Yes, as in all surgery, risk is always present. Risk of infection is 1 in 1000. Most complications are temporary and resolve within a few weeks. In minimally invasive glaucoma surgery combined with cataract surgery, surgery has no more added risk compared to cataract surgery alone. However in traditional techniques such as trabeculectomy, express minishunt, diode cyclophotocoagulation and ahmed valve, complications can occur. More common complications include pressure going too low resulting in more blurred vision (which often results in six to eight weeks after surgery) or scarring and failure of surgery to achieve intraocular pressure lowering effect. Although blindness is rare, it remains a remote possibility. Your doctor will balance out all risks and benefits of surgery for you and determine what is the best treatment route to take to maximize chance of maintaining long term vision potential.
What is chance for success for surgery?
80% if initial surgery. Lower if previous surgeries.
If I have glaucoma surgery, will I ever need eye surgery again?
Answer is sometimes yes. Disease can still progress or worsen despite having surgery. Repeat surgery is sometimes necessary.
How long does it take for my eye to heal?
Depending on type of surgery, it can take anywhere from one to twelve weeks. For the more conventional glaucoma surgeries, there can be reduction in vision, irritation, foreign body sensation, tearing and dryness for up to twelve weeks. It is common for vision to be more blurry after surgery in the first few weeks before it stabilizes. The eye pressure also often tends to fluctuate either too low or too high for several weeks after surgery before it stabilizes. Your doctor will be doing regular post operative examinations to ensure maximum outcome and success of your surgery.

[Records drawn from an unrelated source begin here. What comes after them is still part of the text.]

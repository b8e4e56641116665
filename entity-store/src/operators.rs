//! Wrappers tying asynchronous producers to a store's status flags
//!
//! ```rust,ignore
//! let todos = use_cache(&store, || async {
//!     set_loading(&store, set_error(&store, api.fetch_todos())).await
//! })
//! .await;
//!
//! if let Cached::Fresh(Ok(list)) = todos {
//!     store.set(list);
//! }
//! ```

use std::future::Future;
use std::sync::Arc;

use entity_map::Record;
use tracing::trace;

use crate::entity_store::EntityStore;
use crate::error::{share_error, SharedError};
use crate::state::EntityState;
use crate::store::Store;

/// A store the operators can drive
pub trait StatusTarget {
    /// What [`use_cache`] replays on a cache hit
    type Snapshot: Clone + Send + 'static;

    fn mark_loading(&self, loading: bool);

    fn record_error(&self, error: Option<SharedError>);

    fn cache_valid(&self) -> bool;

    fn snapshot(&self) -> Self::Snapshot;
}

impl<S: Clone + Send + Sync + 'static> StatusTarget for Store<S> {
    type Snapshot = S;

    fn mark_loading(&self, loading: bool) {
        self.set_loading(loading);
    }

    fn record_error(&self, error: Option<SharedError>) {
        self.set_error(error);
    }

    fn cache_valid(&self) -> bool {
        self.has_cache()
    }

    fn snapshot(&self) -> S {
        self.get_value()
    }
}

impl<T: Record> StatusTarget for EntityStore<T> {
    type Snapshot = Arc<EntityState<T>>;

    fn mark_loading(&self, loading: bool) {
        self.set_loading(loading);
    }

    fn record_error(&self, error: Option<SharedError>) {
        self.set_error(error);
    }

    fn cache_valid(&self) -> bool {
        self.has_cache()
    }

    fn snapshot(&self) -> Arc<EntityState<T>> {
        self.get_value()
    }
}

/// Clears the loading flag however the wrapped future ends
struct LoadingGuard<'a, X: StatusTarget> {
    target: &'a X,
}

impl<X: StatusTarget> Drop for LoadingGuard<'_, X> {
    fn drop(&mut self) {
        self.target.mark_loading(false);
    }
}

/// Hold the loading flag for exactly as long as `fut` runs
///
/// The flag is cleared on completion, on error and when the returned future
/// is dropped before finishing.
pub async fn set_loading<X, F, V, E>(target: &X, fut: F) -> Result<V, E>
where
    X: StatusTarget,
    F: Future<Output = Result<V, E>>,
{
    target.mark_loading(true);
    let _guard = LoadingGuard { target };
    fut.await
}

/// Mirror a failure of `fut` into the error slot
///
/// The error is shared once; the slot and the returned `Err` hold the same
/// [`SharedError`], so [`crate::same_error`] matches them. Use
/// `downcast_ref` to get the concrete type back.
pub async fn set_error<X, F, V, E>(target: &X, fut: F) -> Result<V, SharedError>
where
    X: StatusTarget,
    F: Future<Output = Result<V, E>>,
    E: std::error::Error + Send + Sync + 'static,
{
    fut.await.map_err(|e| {
        let shared = share_error(e);
        target.record_error(Some(Arc::clone(&shared)));
        shared
    })
}

/// Outcome of [`use_cache`]
#[derive(Debug, Clone, PartialEq)]
pub enum Cached<S, V> {
    /// The cache was valid; the producer never ran
    Hit(S),
    /// The producer ran and returned this
    Fresh(V),
}

impl<S, V> Cached<S, V> {
    pub fn is_hit(&self) -> bool {
        matches!(self, Cached::Hit(_))
    }

    pub fn hit(self) -> Option<S> {
        match self {
            Cached::Hit(snapshot) => Some(snapshot),
            Cached::Fresh(_) => None,
        }
    }

    pub fn fresh(self) -> Option<V> {
        match self {
            Cached::Hit(_) => None,
            Cached::Fresh(value) => Some(value),
        }
    }
}

/// Skip `producer` entirely while the target's cache is valid
pub async fn use_cache<X, P, Fut, V>(target: &X, producer: P) -> Cached<X::Snapshot, V>
where
    X: StatusTarget,
    P: FnOnce() -> Fut,
    Fut: Future<Output = V>,
{
    if target.cache_valid() {
        trace!("Cache hit; skipping producer");
        return Cached::Hit(target.snapshot());
    }
    Cached::Fresh(producer().await)
}

#[cfg(test)]
mod tests {
    use super::*;
    use crate::config::{EntityStoreConfig, StoreConfig};
    use crate::entity_query::EntityQuery;
    use parking_lot::Mutex;
    use serde_json::{json, Value};
    use std::time::Duration;

    #[derive(Debug, PartialEq, thiserror::Error)]
    #[error("fetch failed: {0}")]
    struct FetchError(String);

    fn store() -> EntityStore<Value> {
        EntityStore::new(EntityStoreConfig::cached("todos", Duration::from_secs(60))).unwrap()
    }

    #[tokio::test]
    async fn test_set_loading_brackets_future() {
        let store = store();
        let query = EntityQuery::new(&store);
        let seen = Arc::new(Mutex::new(Vec::new()));
        let sink = Arc::clone(&seen);
        let _sub = query.select_loading().subscribe(move |l: &bool| sink.lock().push(*l));
        store.set_loading(false);

        let observer = store.clone();
        let result: Result<u8, FetchError> = set_loading(&store, async move {
            assert!(observer.get_value().loading);
            Ok(7)
        })
        .await;

        assert_eq!(result, Ok(7));
        assert!(!store.get_value().loading);
        assert_eq!(*seen.lock(), vec![true, false, true, false]);
    }

    #[tokio::test]
    async fn test_set_loading_clears_on_drop() {
        let store = store();
        store.set_loading(false);
        {
            let pending = set_loading(&store, std::future::pending::<Result<(), FetchError>>());
            let _ = tokio::time::timeout(Duration::from_millis(5), pending).await;
        }
        assert!(!store.get_value().loading);
    }

    #[tokio::test]
    async fn test_set_error_shares_one_error() {
        let store = store();
        let result = set_error(&store, async { Err::<(), _>(FetchError("timeout".into())) }).await;
        let returned = result.unwrap_err();
        assert_eq!(returned.to_string(), "fetch failed: timeout");
        assert_eq!(returned.downcast_ref::<FetchError>(), Some(&FetchError("timeout".into())));

        let slot = store.get_value().error.clone().unwrap();
        assert!(Arc::ptr_eq(&returned, &slot));

        let ok = set_error(&store, async { Ok::<_, FetchError>(1) }).await;
        assert_eq!(ok.ok(), Some(1));
    }

    #[tokio::test]
    async fn test_use_cache_skips_producer_when_valid() {
        let store = store();
        let calls = Arc::new(Mutex::new(0));

        let counter = Arc::clone(&calls);
        let first = use_cache(&store, || async move {
            *counter.lock() += 1;
            vec![json!({ "id": 1 })]
        })
        .await;
        let list = first.fresh().unwrap();
        store.set(list);
        assert!(store.has_cache());

        let counter = Arc::clone(&calls);
        let second = use_cache(&store, || async move {
            *counter.lock() += 1;
            Vec::<Value>::new()
        })
        .await;
        assert!(second.is_hit());
        assert_eq!(second.hit().unwrap().entities.len(), 1);
        assert_eq!(*calls.lock(), 1);
    }

    #[tokio::test]
    async fn test_plain_store_target() {
        let store = Store::new(StoreConfig::new("counter", 0u32)).unwrap();
        let result = set_loading(&store, async { Ok::<_, FetchError>(1u32) }).await;
        store.set_state(result.unwrap());
        assert!(!store.get_loading());
        let cached = use_cache(&store, || async { 5u32 }).await;
        assert_eq!(cached, Cached::Fresh(5));
    }
}
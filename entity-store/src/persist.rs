//! Pluggable persistence for plain stores
//!
//! A [`PersistStorage`] moves JSON text in and out of some backing medium.
//! [`Persistence`] binds a storage to one key and one state type: it merges
//! the persisted value into the initial state when the store is built, and
//! writes the designated part of the state after every change.

use std::collections::HashMap;
use std::fmt;
use std::sync::Arc;

use entity_map::Record;
use parking_lot::RwLock;
use serde::de::DeserializeOwned;
use serde::Serialize;
use serde_json::Value;

use crate::error::{Result, StoreError};

/// Storage strategy for persisted store state
pub trait PersistStorage: Send + Sync {
    /// Raw persisted text under `key`
    fn get(&self, key: &str) -> Result<Option<String>>;

    /// Store raw text under `key`
    fn set(&self, key: &str, raw: String) -> Result<()>;

    fn serialize(&self, value: &Value) -> Result<String> {
        Ok(serde_json::to_string(value)?)
    }

    fn deserialize(&self, raw: &str) -> Result<Value> {
        Ok(serde_json::from_str(raw)?)
    }

    /// The part of `state` to persist; the whole state by default
    fn get_store(&self, state: &Value, key: &str) -> Value {
        let _ = key;
        state.clone()
    }

    /// Fold a persisted value into `state`; a shallow merge by default
    fn set_store(&self, state: Value, persisted: Value, key: &str) -> Value {
        let _ = key;
        state.merge(&persisted)
    }
}

/// In-process [`PersistStorage`] keeping JSON text in a map
#[derive(Debug, Default)]
pub struct MemoryStorage {
    entries: RwLock<HashMap<String, String>>,
}

impl MemoryStorage {
    pub fn new() -> Self {
        Self::default()
    }

    pub fn len(&self) -> usize {
        self.entries.read().len()
    }

    pub fn is_empty(&self) -> bool {
        self.entries.read().is_empty()
    }

    pub fn remove(&self, key: &str) -> Option<String> {
        self.entries.write().remove(key)
    }
}

impl PersistStorage for MemoryStorage {
    fn get(&self, key: &str) -> Result<Option<String>> {
        Ok(self.entries.read().get(key).cloned())
    }

    fn set(&self, key: &str, raw: String) -> Result<()> {
        self.entries.write().insert(key.to_string(), raw);
        Ok(())
    }
}

type LoadFn<S> = dyn Fn(S) -> Result<S> + Send + Sync;
type SaveFn<S> = dyn Fn(&S) -> Result<()> + Send + Sync;

/// A storage bound to a key and a state type
pub struct Persistence<S> {
    key: String,
    load: Arc<LoadFn<S>>,
    save: Arc<SaveFn<S>>,
}

impl<S> Persistence<S>
where
    S: Serialize + DeserializeOwned + 'static,
{
    pub fn new(key: impl Into<String>, storage: Arc<dyn PersistStorage>) -> Self {
        let key = key.into();

        let load = {
            let storage = Arc::clone(&storage);
            let key = key.clone();
            move |state: S| -> Result<S> {
                let Some(raw) = storage.get(&key)? else {
                    return Ok(state);
                };
                let persisted = storage.deserialize(&raw)?;
                let merged = storage.set_store(serde_json::to_value(&state)?, persisted, &key);
                Ok(serde_json::from_value(merged)?)
            }
        };

        let save = {
            let key = key.clone();
            move |state: &S| -> Result<()> {
                let value = storage.get_store(&serde_json::to_value(state)?, &key);
                let raw = storage.serialize(&value)?;
                storage.set(&key, raw)
            }
        };

        Self {
            key,
            load: Arc::new(load),
            save: Arc::new(save),
        }
    }
}

impl<S> Persistence<S> {
    pub fn key(&self) -> &str {
        &self.key
    }

    pub(crate) fn load(&self, state: S) -> Result<S> {
        (self.load)(state)
    }

    pub(crate) fn save(&self, state: &S) -> Result<()> {
        (self.save)(state)
    }

    pub(crate) fn validate(&self) -> Result<()> {
        if self.key.is_empty() {
            return Err(StoreError::Configuration("Persist key must not be empty".to_string()));
        }
        Ok(())
    }
}

impl<S> Clone for Persistence<S> {
    fn clone(&self) -> Self {
        Self {
            key: self.key.clone(),
            load: Arc::clone(&self.load),
            save: Arc::clone(&self.save),
        }
    }
}

impl<S> fmt::Debug for Persistence<S> {
    fn fmt(&self, f: &mut fmt::Formatter<'_>) -> fmt::Result {
        f.debug_struct("Persistence").field("key", &self.key).finish()
    }
}
impl<T: Clone + Send + 'static> Subject<T> {
    /// Create a subject holding `initial`
    pub fn new(initial: T) -> Self {
        Self {
            state: Arc::new(Mutex::new(SubjectState {
                current: initial,
                seq: 0,
                observers: Vec::new(),
                queue: VecDeque::new(),
                emitting: false,
                completed: false,
                next_id: 0,
            })),
        }
    }

    /// The latest value, including values still queued for delivery
    pub fn value(&self) -> T {
        self.state.lock().current.clone()
    }

    /// Replace the value and notify every subscriber
    ///
    /// A no-op once the subject has completed.
    pub fn next(&self, value: T) {
        self.next_if(value, |_| true);
    }

    /// Replace the value only if `accept` holds for the current one
    ///
    /// `accept` runs under the subject's lock, so the check and the write
    /// cannot interleave with another `next`. It must not touch this subject.
    /// Returns whether the value was replaced.
    pub fn next_if(&self, value: T, accept: impl FnOnce(&T) -> bool) -> bool {
        {
            let mut state = self.state.lock();
            if state.completed || !accept(&state.current) {
                return false;
            }
            state.seq += 1;
            let seq = state.seq;
            state.current = value.clone();
            state.queue.push_back((seq, value));
            if state.emitting {
                return true;
            }
            state.emitting = true;
        }
        self.drain();
        true
    }

    fn drain(&self) {
        let _guard = EmitGuard { state: &self.state };
        loop {
            let (value, observers) = {
                let mut state = self.state.lock();
                match state.queue.pop_front() {
                    Some((seq, value)) => {
                        let observers: Vec<_> = state
                            .observers
                            .iter()
                            .filter(|o| o.since < seq)
                            .map(|o| (Arc::clone(&o.callback), Arc::clone(&o.closed)))
                            .collect();
                        (value, observers)
                    }
                    None => {
                        state.emitting = false;
                        return;
                    }
                }
            };
            for (callback, closed) in observers {
                if closed.load(Ordering::Acquire) {
                    continue;
                }
                (callback.lock())(&value);
            }
        }
    }

    /// Register a callback; it is invoked immediately with the current value
    pub fn subscribe(&self, f: impl FnMut(&T) + Send + 'static) -> Subscription {
        self.subscribe_boxed(Box::new(f))
    }

    fn subscribe_boxed(&self, callback: Callback<T>) -> Subscription {
        let closed = Arc::new(AtomicBool::new(false));
        let callback: SharedCallback<T> = Arc::new(Mutex::new(callback));

        let (id, current, was_emitting) = {
            let mut state = self.state.lock();
            if state.completed {
                return Subscription::closed();
            }
            let id = state.next_id;
            state.next_id += 1;
            let since = state.seq;
            state.observers.push(Observer {
                id,
                since,
                callback: Arc::clone(&callback),
                closed: Arc::clone(&closed),
            });
            let was_emitting = state.emitting;
            state.emitting = true;
            (id, state.current.clone(), was_emitting)
        };

        if was_emitting {
            (callback.lock())(&current);
        } else {
            {
                let _guard = EmitGuard { state: &self.state };
                (callback.lock())(&current);
            }
            self.drain();
        }

        let weak: Weak<Mutex<SubjectState<T>>> = Arc::downgrade(&self.state);
        Subscription::new(closed, move || {
            if let Some(state) = weak.upgrade() {
                state.lock().observers.retain(|o| o.id != id);
            }
        })
    }

    /// Stop all delivery and drop every subscriber
    ///
    /// Outstanding [`Subscription`]s report `is_closed()`, further `next`
    /// calls are ignored and new subscriptions are closed on arrival.
    pub fn complete(&self) {
        let observers = {
            let mut state = self.state.lock();
            state.completed = true;
            state.queue.clear();
            std::mem::take(&mut state.observers)
        };
        for observer in &observers {
            observer.closed.store(true, Ordering::Release);
        }
        // Callbacks (and whatever they capture) are dropped outside the lock
        drop(observers);
    }

    /// Whether [`Subject::complete`] has been called
    pub fn is_completed(&self) -> bool {
        self.state.lock().completed
    }

    /// Number of registered subscribers
    pub fn observer_count(&self) -> usize {
        self.state.lock().observers.len()
    }

    /// A cold observable over this subject
    pub fn observable(&self) -> Observable<T> {
        let subject = self.clone();
        Observable::new(move |callback| subject.subscribe_boxed(callback))
    }
}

How much time do I need off of work?
Between one to four weeks, depending on the type of surgery. Your doctor will let you know according to your situation.
Will I still need to use glaucoma eye drops after glaucoma surgery?
Often yes. It depends on the type of surgery and how your eye is healing after surgery.
Will one eye heal differently than the other?
Often yes. Even if one eye was successful or did not require glaucoma drops after surgery does not mean the other eye will respond the same way. Surgery healing varies with each eye and one eye having success does not predict the other eye having the same success. Sometimes one or both eyes will require long term glaucoma drops or further surgery.